Dès la fin de la guerre, les forces alliées ont décidé de faire de l’empereur « le symbole de l’état et de l’unité du peuple » L’image de l’empereur a été consciemment remaniée pour faire de lui un pacifiste, victime d’un petit groupe d’aventuriers militaristes, et les tabous impériaux ont empêché toute discussion du rôle de l’empereur dans la militarisation du Japon 13 . L’armée de l’Empereur s’avance se concentre sur un vétéran qui se bat seul pour récuser cette cabale politique d’après-guerre. Okuzaki Kenzõ intriguait le cinéaste Hara, parce que, tandis que les intellectuels japonais débattaient de la pertinence du système impérial et de la responsabilité morale individuelle et collective en matière de crimes de guerre, le vétéran est passé à l’action directe.
Okuzaki s’est résolument attaché à une série d’événements spécifiques ayant eu lieu en Nouvelle Guinée à la fin de la seconde guerre mondiale. Il implique et dénonce obstinément Hirohito chaque fois que possible, faisant de l’empereur « le plus grand lâche du Japon » et « un symbole de l’ignorance et de l’irresponsabilité ». Comme dans Ikimono no kiroku, (Vivre dans la peur, 1955) de Kurosawa Akira, le personnage principal est hanté par la guerre, et cette folle obsession vient troubler le calme apparent du présent.
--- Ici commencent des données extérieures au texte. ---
impl ComponentRef {
    /// Render the component wrapped in its root element.
    pub(crate) fn render(&self, ctx: &ViewContext<'_>) -> String {
        wrap_root(&self.id, &(self.view)(ctx))
    }
}

impl fmt::Debug for ComponentRef {
    fn fmt(&self, f: &mut fmt::Formatter<'_>) -> fmt::Result {
        f.debug_struct("ComponentRef").field("id", &self.id).finish()
    }
}

#[derive(Debug, Clone)]
pub(crate) struct StateDecl {
    pub(crate) key: String,
    pub(crate) initial: Value,
    pub(crate) scope: Scope,
    pub(crate) owner: Option<Arc<str>>,
}

#[derive(Debug, Clone)]
pub(crate) struct SignalDecl {
    pub(crate) key: String,
    pub(crate) initial: Value,
    pub(crate) owner: Option<Arc<str>>,
}

/// Typed handle to a declared state value.
///
/// Wraps the declaration id, its scope, and the initial value that reads
/// fall back to. Handles are cheap to clone and are usually moved into the
/// action and view closures that use them.
pub struct State<T> {
    key: Arc<str>,
    scope: Scope,
    initial: Arc<T>,
}

// Manual `Clone`: only the `Arc`s are cloned, `T` is never copied.
impl<T> Clone for State<T> {
    fn clone(&self) -> Self {
        Self {
            key: Arc::clone(&self.key),
            scope: self.scope,
            initial: Arc::clone(&self.initial),
        }
    }
}

impl<T> fmt::Debug for State<T> {
    fn fmt(&self, f: &mut fmt::Formatter<'_>) -> fmt::Result {
        f.debug_struct("State")
            .field("key", &self.key)
            .field("scope", &self.scope)
            .finish()
    }
}

impl<T> State<T> {
    /// The declaration id.
    pub fn key(&self) -> &str {
        &self.key
    }

    /// The scope the value lives in.
    pub fn scope(&self) -> Scope {
        self.scope
    }

    /// The declared initial value.
    pub fn initial(&self) -> &T {
        &self.initial
    }
}

/// Typed handle to a declared signal: a client-visible value synchronized
/// in both directions.
pub struct Signal<T> {
    key: Arc<str>,
    initial: Arc<T>,
}

impl<T> Clone for Signal<T> {
    fn clone(&self) -> Self {
        Self {
            key: Arc::clone(&self.key),
            initial: Arc::clone(&self.initial),
        }
    }
}

impl<T> fmt::Debug for Signal<T> {
    fn fmt(&self, f: &mut fmt::Formatter<'_>) -> fmt::Result {
        f.debug_struct("Signal").field("key", &self.key).finish()
    }
}

impl<T> Signal<T> {
    /// The signal id, as seen by the client.
    pub fn key(&self) -> &str {
        &self.key
    }

    /// The declared initial value.
    pub fn initial(&self) -> &T {
        &self.initial
    }
}

/// Handle to a registered action. Views use [`Action::id`] to render the
/// client-side trigger.
#[derive(Debug, Clone, PartialEq, Eq)]
pub struct Action {
    id: Arc<str>,
}

impl Action {
    /// The action id routed through `/_action/{id}`.
    pub fn id(&self) -> &str {
        &self.id
    }
}

/// Handle to a mounted child component, used by the parent view to embed
/// it with [`ViewContext::component`].
#[derive(Debug, Clone)]
pub struct Component {
    pub(crate) inner: ComponentRef,
}

impl Component {
    /// The component id, also the id of its root element.
    pub fn id(&self) -> &str {
        &self.inner.id
    }
}

/// Explicit result of folding a finished child into its parent.
struct Merge {
    component: ComponentRef,
    nested: Vec<Arc<str>>,
    actions: Vec<(String, ActionFn, ComponentRef)>,
    states: Vec<StateDecl>,
    signals: Vec<SignalDecl>,
}
//! Integration tests for multi-tab state scoping, sync and lifecycle.
//!
//! Every test drives the public [`App`] API the way the HTTP layer does:
//! render a page for a tab, dispatch actions with client signals, and read
//! back the patches queued for that tab.

use std::thread;
use std::time::{Duration, Instant};

use serde_json::{Map, Value, json};
use tabsync::{App, Composition, DispatchOutcome, Patch, Scope};
use tracing_subscriber::EnvFilter;

fn init_tracing() {
    let _ = tracing_subscriber::fmt()
        .with_env_filter(EnvFilter::from_default_env())
        .with_test_writer()
        .try_init();
}

/// A page with one value per scope, a mounted cart component, and the
/// actions the tests trigger.
fn home_page() -> Composition {
    let mut cart = Composition::component("cart");
    let items = cart.state("cart.items", 0i64, Scope::Connection)
        .expect("state declaration should succeed");
    let view_items = items.clone();
    cart.view(move |ctx| format!("<span>items={}</span>", ctx.get(&view_items)))
        .expect("view should be accepted");
    cart.action("cart.add", move |ctx| {
        let n = ctx.get(&items);
        ctx.set(&items, n + 1);
        ctx.sync();
    })
    .expect("action declaration should succeed");

    let mut page = Composition::page("home", "/");
    let cart = page.mount(cart.build().expect("build should succeed"))
        .expect("mount should succeed");
    let count = page.state("count", 0i64, Scope::Connection)
        .expect("state declaration should succeed");
    let user = page.state("user", "anon".to_string(), Scope::Session)
        .expect("state declaration should succeed");
    let visits = page.state("visits", 0i64, Scope::Application)
        .expect("state declaration should succeed");
    let step = page.signal("step", 1i64).expect("signal declaration should succeed");
    let name = page.signal("name", String::new()).expect("signal declaration should succeed");

    {
        let (count, user, visits) = (count.clone(), user.clone(), visits.clone());
        page.view(move |ctx| {
            format!(
                "<p>count={}</p><p>user={}</p><p>visits={}</p>{}",
                ctx.get(&count),
                ctx.get(&user),
                ctx.get(&visits),
                ctx.component(&cart)
            )
        })
        .expect("view should be accepted");
    }

    page.action("increment", move |ctx| {
        let n = ctx.get(&count) + ctx.signal(&step);
        ctx.set(&count, n);
        ctx.sync();
    })
    .expect("action declaration should succeed");
    page.action("login", move |ctx| {
        let who = ctx.signal(&name);
        ctx.set(&user, who);
        ctx.sync();
    })
    .expect("action declaration should succeed");
    page.action("visit", move |ctx| {
        let n = ctx.get(&visits);
        ctx.set(&visits, n + 1);
        ctx.sync();
    })
    .expect("action declaration should succeed");
    page.action("refresh", |ctx| ctx.sync()).expect("action declaration should succeed");
    page.action("logout", |ctx| {
        ctx.invalidate_session();
        ctx.sync();
    })
    .expect("action declaration should succeed");
    page.build().expect("build should succeed")
}

fn app() -> App {
    init_tracing();
    App::builder().page(home_page()).build().expect("app should build")
}

fn act(app: &App, tab: &str, action: &str, signals: Value) -> DispatchOutcome {
    let signals: Map<String, Value> = signals.as_object().cloned().unwrap_or_default();
    app.dispatch_signals(tab, action, signals)
}

/// Drain the tab's queue and return the element patches only.
fn fragments(app: &App, tab: &str) -> Vec<String> {
    let conn = app.connection(tab).expect("tab is live");
    std::iter::from_fn(|| conn.try_recv_patch())
        .filter_map(|p| match p {
            Patch::Elements(html) => Some(html),
            _ => None,
        })
        .collect()
}

fn last_fragment(app: &App, tab: &str) -> String {
    fragments(app, tab).pop().expect("a fragment was pushed")
}

#[test]
fn one_increment_shows_count_one() {
    let app = app();
    let tab = app.render_page("/", None).expect("page should render");
    assert!(tab.html.contains("count=0"));

    assert_eq!(act(&app, &tab.connection_id, "increment", json!({})), DispatchOutcome::Handled);
    assert!(last_fragment(&app, &tab.connection_id).contains("count=1"));
}

#[test]
fn connection_scope_is_private_to_each_tab() {
    let app = app();
    let a = app.render_page("/", None).expect("page should render");
    let b = app.render_page("/", Some(&a.session_id)).expect("page should render");

    act(&app, &a.connection_id, "increment", json!({}));
    act(&app, &b.connection_id, "refresh", json!({}));

    assert!(last_fragment(&app, &a.connection_id).contains("count=1"));
    assert!(last_fragment(&app, &b.connection_id).contains("count=0"));
}

#[test]
fn session_scope_is_shared_by_tabs_of_one_session() {
    let app = app();
    let a = app.render_page("/", None).expect("page should render");
    let b = app.render_page("/", Some(&a.session_id)).expect("page should render");
    let other = app.render_page("/", None).expect("page should render");
    assert_ne!(other.session_id, a.session_id);

    act(&app, &a.connection_id, "login", json!({ "name": "ada" }));
    act(&app, &b.connection_id, "refresh", json!({}));
    act(&app, &other.connection_id, "refresh", json!({}));

    assert!(last_fragment(&app, &b.connection_id).contains("user=ada"));
    assert!(last_fragment(&app, &other.connection_id).contains("user=anon"));
}

#[test]
fn application_scope_is_shared_by_every_tab() {
    let app = app();
    let a = app.render_page("/", None).expect("page should render");
    let other = app.render_page("/", None).expect("page should render");

    act(&app, &a.connection_id, "visit", json!({}));
    act(&app, &other.connection_id, "refresh", json!({}));

    assert!(last_fragment(&app, &other.connection_id).contains("visits=1"));
}

#[test]
fn repeated_sync_produces_identical_fragments() {
    let app = app();
    let tab = app.render_page("/", None).expect("page should render");
    act(&app, &tab.connection_id, "refresh", json!({}));
    act(&app, &tab.connection_id, "refresh", json!({}));

    let frags = fragments(&app, &tab.connection_id);
    assert_eq!(frags.len(), 2);
    assert_eq!(frags[0], frags[1]);
}

#[test]
fn component_action_pushes_only_the_component() {
    let app = app();
    let tab = app.render_page("/", None).expect("page should render");
    assert!(tab.html.contains("<div id=\"cart\"><span>items=0</span></div>"));

    act(&app, &tab.connection_id, "cart.add", json!({}));
    assert_eq!(
        last_fragment(&app, &tab.connection_id),
        "<div id=\"cart\"><span>items=1</span></div>"
    );
}

#[test]
fn page_action_pushes_the_page_root() {
    let app = app();
    let tab = app.render_page("/", None).expect("page should render");
    act(&app, &tab.connection_id, "increment", json!({}));

    let html = last_fragment(&app, &tab.connection_id);
    assert!(html.starts_with("<div id=\"home\">"));
    assert!(html.contains("<div id=\"cart\">"));
}

#[test]
fn initial_render_queues_nothing() {
    let app = app();
    let tab = app.render_page("/", None).expect("page should render");
    let conn = app.connection(&tab.connection_id).expect("connection should be live");
    assert_eq!(conn.try_recv_patch(), None);
}

#[test]
fn idle_tabs_are_swept_and_active_ones_survive() {
    let app = app();
    let stale = app.render_page("/", None).expect("page should render");
    thread::sleep(Duration::from_millis(40));
    let fresh = app.render_page("/", None).expect("page should render");

    let report = app
        .registry()
        .sweep_expired_at(Instant::now(), Duration::from_millis(20));
    assert_eq!(report.connections, 1);
    assert!(app.connection(&stale.connection_id).is_none());
    assert!(app.connection(&fresh.connection_id).is_some());
    assert_eq!(
        act(&app, &stale.connection_id, "increment", json!({})),
        DispatchOutcome::ConnectionNotFound
    );
}

#[test]
fn logout_clears_session_and_mints_a_new_id() {
    let app = app();
    let a = app.render_page("/", None).expect("page should render");
    let b = app.render_page("/", Some(&a.session_id)).expect("page should render");
    act(&app, &a.connection_id, "login", json!({ "name": "ada" }));
    act(&app, &a.connection_id, "logout", json!({}));
    assert!(app.scopes().sessions().is_invalidated(&a.session_id));

    // Tabs still open on the old session read initial values and cannot
    // write the session back into existence.
    act(&app, &b.connection_id, "login", json!({ "name": "mallory" }));
    assert!(last_fragment(&app, &b.connection_id).contains("user=anon"));

    let again = app.render_page("/", Some(&a.session_id)).expect("page should render");
    assert!(again.new_session);
    assert_ne!(again.session_id, a.session_id);
    assert!(again.html.contains("user=anon"));
}

#[test]
fn client_values_are_coerced_to_declared_types() {
    let app = app();
    let tab = app.render_page("/", None).expect("page should render");
    let id = tab.connection_id.as_str();

    act(&app, id, "increment", json!({ "step": "42" }));
    assert!(last_fragment(&app, id).contains("count=42"));

    act(&app, id, "increment", json!({ "step": 42.0 }));
    assert!(last_fragment(&app, id).contains("count=84"));

    // An object cannot be a step; the declared initial value of 1 is used.
    act(&app, id, "increment", json!({ "step": { "n": 5 } }));
    assert!(last_fragment(&app, id).contains("count=85"));
}

#[test]
fn unknown_action_and_undeclared_signals_are_ignored() {
    let app = app();
    let tab = app.render_page("/", None).expect("page should render");
    assert_eq!(
        act(&app, &tab.connection_id, "nope", json!({})),
        DispatchOutcome::UnknownAction
    );
    assert_eq!(
        act(&app, &tab.connection_id, "increment", json!({ "bogus": 1 })),
        DispatchOutcome::Handled
    );
    assert!(last_fragment(&app, &tab.connection_id).contains("count=1"));
}

#[test]
fn concurrent_tabs_do_not_interfere() {
    let app = app();
    let tabs: Vec<String> = (0..8)
        .map(|_| app.render_page("/", None).expect("page should render").connection_id)
        .collect();

    thread::scope(|s| {
        for tab in &tabs {
            let app = app.clone();
            s.spawn(move || {
                for _ in 0..10 {
                    act(&app, tab, "increment", json!({}));
                    act(&app, tab, "visit", json!({}));
                }
            });
        }
    });

    for tab in &tabs {
        assert!(last_fragment(&app, tab).contains("count=10"));
    }
    // Tabs race on the shared counter, so updates may be lost but never
    // invented.
    let visits = app
        .scopes()
        .application()
        .get("visits")
        .and_then(|v| v.as_i64())
        .expect("visits should have been written");
    assert!((1..=80).contains(&visits), "visits = {visits}");
}
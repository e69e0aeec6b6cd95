//! Client entity model and DTOs.

use serde::{Deserialize, Serialize};
use sirius_core::types::{ClientType, DbId, Timestamp};
use sqlx::FromRow;

/// A client row from the `clients` table.
#[derive(Debug, Clone, FromRow, Serialize)]
pub struct Client {
    pub id: DbId,
    pub name: String,
    pub rut: String,
    pub email: String,
    pub phone: String,
    pub address: String,
    #[sqlx(try_from = "String")]
    pub client_type: ClientType,
    pub active: bool,
    pub registered_at: Timestamp,
}

impl Client {
    /// Display form used by the report exporters: `"{name} - {rut}"`.
    pub fn display_name(&self) -> String {
        format!("{} - {}", self.name, self.rut)
    }
}

/// Create/edit payload. Edits re-submit the full field set, so one DTO
/// serves both operations; `active` is not settable here (soft delete
/// owns it).
#[derive(Debug, Clone, Deserialize)]
pub struct ClientInput {
    pub name: String,
    pub rut: String,
    pub email: String,
    pub phone: String,
    pub address: String,
    pub client_type: ClientType,
}

#[cfg(test)]
mod tests {
    use super::*;
    use chrono::Utc;

    #[test]
    fn display_name_joins_name_and_rut() {
        let client = Client {
            id: 1,
            name: "Acme".into(),
            rut: "12345678-9".into(),
            email: "a@acme.cl".into(),
            phone: "+56911112222".into(),
            address: "Av. Siempre Viva 123".into(),
            client_type: ClientType::Company,
            active: true,
            registered_at: Utc::now(),
        };
        assert_eq!(client.display_name(), "Acme - 12345678-9");
    }
}
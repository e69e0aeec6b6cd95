//! Incident resolution rules.
//!
//! The resolution endpoint may submit any status. The resolution timestamp
//! is stamped whenever the submitted status is terminal (`resolved` or
//! `closed`), including a re-resolve, which re-stamps. Moving a resolved
//! incident back to `open`/`in_progress` keeps the old timestamp, so
//! `resolved_at` alone is not proof that an incident is currently
//! resolved.

use crate::types::{IncidentStatus, Timestamp};

/// Whether `status` marks the incident as dealt with.
pub fn is_terminal(status: IncidentStatus) -> bool {
    matches!(status, IncidentStatus::Resolved | IncidentStatus::Closed)
}

/// Whether an incident in `status` counts as open for the dashboard.
pub fn is_open(status: IncidentStatus) -> bool {
    matches!(status, IncidentStatus::Open | IncidentStatus::InProgress)
}

/// Compute the `resolved_at` value to store when a resolution form
/// submits `new_status` at time `now`.
///
/// Returns the fresh timestamp for terminal statuses and the existing
/// value (which may be a stale stamp from an earlier resolution)
/// otherwise.
pub fn resolved_at_after(
    existing: Option<Timestamp>,
    new_status: IncidentStatus,
    now: Timestamp,
) -> Option<Timestamp> {
    if is_terminal(new_status) {
        Some(now)
    } else {
        existing
    }
}

#[cfg(test)]
mod tests {
    use super::*;
    use chrono::{TimeZone, Utc};

    fn ts(secs: i64) -> Timestamp {
        Utc.timestamp_opt(secs, 0).unwrap()
    }

    #[test]
    fn resolving_stamps_now() {
        assert_eq!(
            resolved_at_after(None, IncidentStatus::Resolved, ts(100)),
            Some(ts(100))
        );
        assert_eq!(
            resolved_at_after(None, IncidentStatus::Closed, ts(100)),
            Some(ts(100))
        );
    }

    #[test]
    fn re_resolving_re_stamps() {
        assert_eq!(
            resolved_at_after(Some(ts(50)), IncidentStatus::Closed, ts(200)),
            Some(ts(200))
        );
    }

    #[test]
    fn regression_keeps_stale_stamp() {
        assert_eq!(
            resolved_at_after(Some(ts(50)), IncidentStatus::Open, ts(200)),
            Some(ts(50))
        );
        assert_eq!(
            resolved_at_after(Some(ts(50)), IncidentStatus::InProgress, ts(200)),
            Some(ts(50))
        );
    }

    #[test]
    fn non_terminal_without_history_stays_unset() {
        assert_eq!(
            resolved_at_after(None, IncidentStatus::InProgress, ts(200)),
            None
        );
    }

    #[test]
    fn openness_for_dashboard_counting() {
        assert!(is_open(IncidentStatus::Open));
        assert!(is_open(IncidentStatus::InProgress));
        assert!(!is_open(IncidentStatus::Resolved));
        assert!(!is_open(IncidentStatus::Closed));
    }
}
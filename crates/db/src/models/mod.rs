//! Domain model structs and DTOs.
//!
//! Each submodule contains:
//! - A `FromRow` + `Serialize` entity struct matching the database row
//! - `Deserialize` DTOs for the create/edit payloads
//!
//! Enum-valued columns are stored as TEXT and decoded through
//! `#[sqlx(try_from = "String")]` so the enums themselves stay in
//! `sirius-core` without a sqlx dependency.

pub mod budget;
pub mod client;
pub mod incident;
pub mod project;
pub mod service;
pub mod user;
//! Repository for the `incidents` table.

use sirius_core::types::{DbId, IncidentStatus, Timestamp};
use sqlx::PgPool;

use crate::models::incident::{CreateIncident, Incident, IncidentFilter};

const COLUMNS: &str = "id, project_id, title, description, kind, priority, status, \
                       reported_by, assigned_to, reported_at, resolved_at, resolution, \
                       attachment";

/// Optional filter predicate shared by the list and count queries.
///
/// Bind order: $1 project, $2 kind, $3 status, $4 priority.
const FILTER_WHERE: &str = "($1::BIGINT IS NULL OR project_id = $1)
       AND ($2::TEXT IS NULL OR kind = $2)
       AND ($3::TEXT IS NULL OR status = $3)
       AND ($4::TEXT IS NULL OR priority = $4)";

/// Provides create, read and resolve operations for incidents.
pub struct IncidentRepo;

impl IncidentRepo {
    /// Report a new incident. Status starts at `open`.
    pub async fn create(
        pool: &PgPool,
        input: &CreateIncident,
        reported_by: DbId,
    ) -> Result<Incident, sqlx::Error> {
        let query = format!(
            "INSERT INTO incidents (project_id, title, description, kind, priority,
                                    assigned_to, attachment, reported_by)
             VALUES ($1, $2, $3, $4, $5, $6, $7, $8)
             RETURNING {COLUMNS}"
        );
        sqlx::query_as::<_, Incident>(&query)
            .bind(input.project_id)
            .bind(&input.title)
            .bind(&input.description)
            .bind(input.kind.as_str())
            .bind(input.priority.as_str())
            .bind(input.assigned_to)
            .bind(&input.attachment)
            .bind(reported_by)
            .fetch_one(pool)
            .await
    }

    pub async fn find_by_id(pool: &PgPool, id: DbId) -> Result<Option<Incident>, sqlx::Error> {
        let query = format!("SELECT {COLUMNS} FROM incidents WHERE id = $1");
        sqlx::query_as::<_, Incident>(&query)
            .bind(id)
            .fetch_optional(pool)
            .await
    }

    /// One page of incidents narrowed by `filter`, newest first.
    pub async fn list(
        pool: &PgPool,
        filter: &IncidentFilter,
        limit: i64,
        offset: i64,
    ) -> Result<Vec<Incident>, sqlx::Error> {
        let query = format!(
            "SELECT {COLUMNS} FROM incidents
             WHERE {FILTER_WHERE}
             ORDER BY reported_at DESC
             LIMIT $5 OFFSET $6"
        );
        sqlx::query_as::<_, Incident>(&query)
            .bind(filter.project)
            .bind(filter.kind.map(|k| k.as_str()))
            .bind(filter.status.map(|s| s.as_str()))
            .bind(filter.priority.map(|p| p.as_str()))
            .bind(limit)
            .bind(offset)
            .fetch_all(pool)
            .await
    }

    /// Number of incidents the list query would return before paging.
    pub async fn count(pool: &PgPool, filter: &IncidentFilter) -> Result<i64, sqlx::Error> {
        let query = format!("SELECT COUNT(*) FROM incidents WHERE {FILTER_WHERE}");
        sqlx::query_scalar(&query)
            .bind(filter.project)
            .bind(filter.kind.map(|k| k.as_str()))
            .bind(filter.status.map(|s| s.as_str()))
            .bind(filter.priority.map(|p| p.as_str()))
            .fetch_one(pool)
            .await
    }

    /// Apply a resolution form submission. The caller computes the
    /// resolved-at stamp from the current row before calling.
    pub async fn resolve(
        pool: &PgPool,
        id: DbId,
        status: IncidentStatus,
        resolution: &str,
        resolved_at: Option<Timestamp>,
    ) -> Result<Option<Incident>, sqlx::Error> {
        let query = format!(
            "UPDATE incidents
             SET status = $2, resolution = $3, resolved_at = $4
             WHERE id = $1
             RETURNING {COLUMNS}"
        );
        sqlx::query_as::<_, Incident>(&query)
            .bind(id)
            .bind(status.as_str())
            .bind(resolution)
            .bind(resolved_at)
            .fetch_optional(pool)
            .await
    }

    /// The `limit` newest incidents of one project (project detail).
    pub async fn recent_for_project(
        pool: &PgPool,
        project_id: DbId,
        limit: i64,
    ) -> Result<Vec<Incident>, sqlx::Error> {
        let query = format!(
            "SELECT {COLUMNS} FROM incidents
             WHERE project_id = $1
             ORDER BY reported_at DESC
             LIMIT $2"
        );
        sqlx::query_as::<_, Incident>(&query)
            .bind(project_id)
            .bind(limit)
            .fetch_all(pool)
            .await
    }

    /// Number of incidents still open or being worked on (dashboard).
    pub async fn count_open(pool: &PgPool) -> Result<i64, sqlx::Error> {
        sqlx::query_scalar("SELECT COUNT(*) FROM incidents WHERE status IN ('open', 'in_progress')")
            .fetch_one(pool)
            .await
    }
}
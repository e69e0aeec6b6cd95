//! Handlers for the project report downloads.
//!
//! Both reports run through the same visibility scope as the project
//! listing, so a download never contains rows the list would hide. The
//! spreadsheet honors the list filters and has no row cap; the PDF is a
//! fixed snapshot of the newest twenty visible projects.

use axum::extract::{Query, State};
use axum::http::{header, StatusCode};
use axum::response::IntoResponse;
use chrono::Utc;
use sirius_core::access::project_scope;
use sirius_db::models::project::ProjectFilter;
use sirius_db::repositories::ProjectRepo;

use crate::error::{AppError, AppResult};
use crate::export::pdf::build_projects_document;
use crate::export::xlsx::build_projects_workbook;
use crate::handlers::matched_client_id;
use crate::middleware::auth::AuthUser;
use crate::state::AppState;

/// Row cap for the PDF table.
const PDF_MAX_ROWS: i64 = 20;

const XLSX_CONTENT_TYPE: &str =
    "application/vnd.openxmlformats-officedocument.spreadsheetml.sheet";

/// GET /proyectos/exportar-excel/
pub async fn excel(
    State(state): State<AppState>,
    AuthUser(identity): AuthUser,
    Query(filter): Query<ProjectFilter>,
) -> AppResult<impl IntoResponse> {
    let matched = matched_client_id(&state.pool, &identity).await?;
    let scope = project_scope(&identity, matched);
    let rows = ProjectRepo::export_rows(&state.pool, scope, &filter, None).await?;

    let bytes = build_projects_workbook(&rows)
        .map_err(|e| AppError::InternalError(format!("Workbook assembly error: {e}")))?;
    let filename = format!(
        "proyectos_sirius_{}.xlsx",
        Utc::now().format("%Y%m%d_%H%M%S")
    );

    tracing::info!(rows = rows.len(), user_id = identity.user_id, "Spreadsheet export");
    Ok((
        StatusCode::OK,
        [
            (header::CONTENT_TYPE, XLSX_CONTENT_TYPE.to_string()),
            (
                header::CONTENT_DISPOSITION,
                format!("attachment; filename={filename}"),
            ),
        ],
        bytes,
    ))
}

/// GET /proyectos/exportar-pdf/
///
/// Unfiltered: the PDF always reports the default view of the caller's
/// visible projects.
pub async fn pdf(
    State(state): State<AppState>,
    AuthUser(identity): AuthUser,
) -> AppResult<impl IntoResponse> {
    let matched = matched_client_id(&state.pool, &identity).await?;
    let scope = project_scope(&identity, matched);
    let rows = ProjectRepo::export_rows(
        &state.pool,
        scope,
        &ProjectFilter::default(),
        Some(PDF_MAX_ROWS),
    )
    .await?;

    let bytes = build_projects_document(&rows)
        .map_err(|e| AppError::InternalError(format!("Document assembly error: {e}")))?;

    tracing::info!(rows = rows.len(), user_id = identity.user_id, "PDF export");
    Ok((
        StatusCode::OK,
        [
            (header::CONTENT_TYPE, "application/pdf".to_string()),
            (
                header::CONTENT_DISPOSITION,
                "attachment; filename=\"proyectos_sirius.pdf\"".to_string(),
            ),
        ],
        bytes,
    ))
}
Cette fanatique quête de la vérité fait d’Okuzaki une sorte d’anti-héros de comédie.
C’est un personnage sans profondeur psychologique; imbu de l’importance de son but, il est entièrement animé par ce qu’il considère comme son devoir. Hara, par exemple, ne va pas chercher les causes de la conduite extravagante d’Okuzaki dans ses antécédents familiaux ; nous ne savons pratiquement rien de lui à la fin du film.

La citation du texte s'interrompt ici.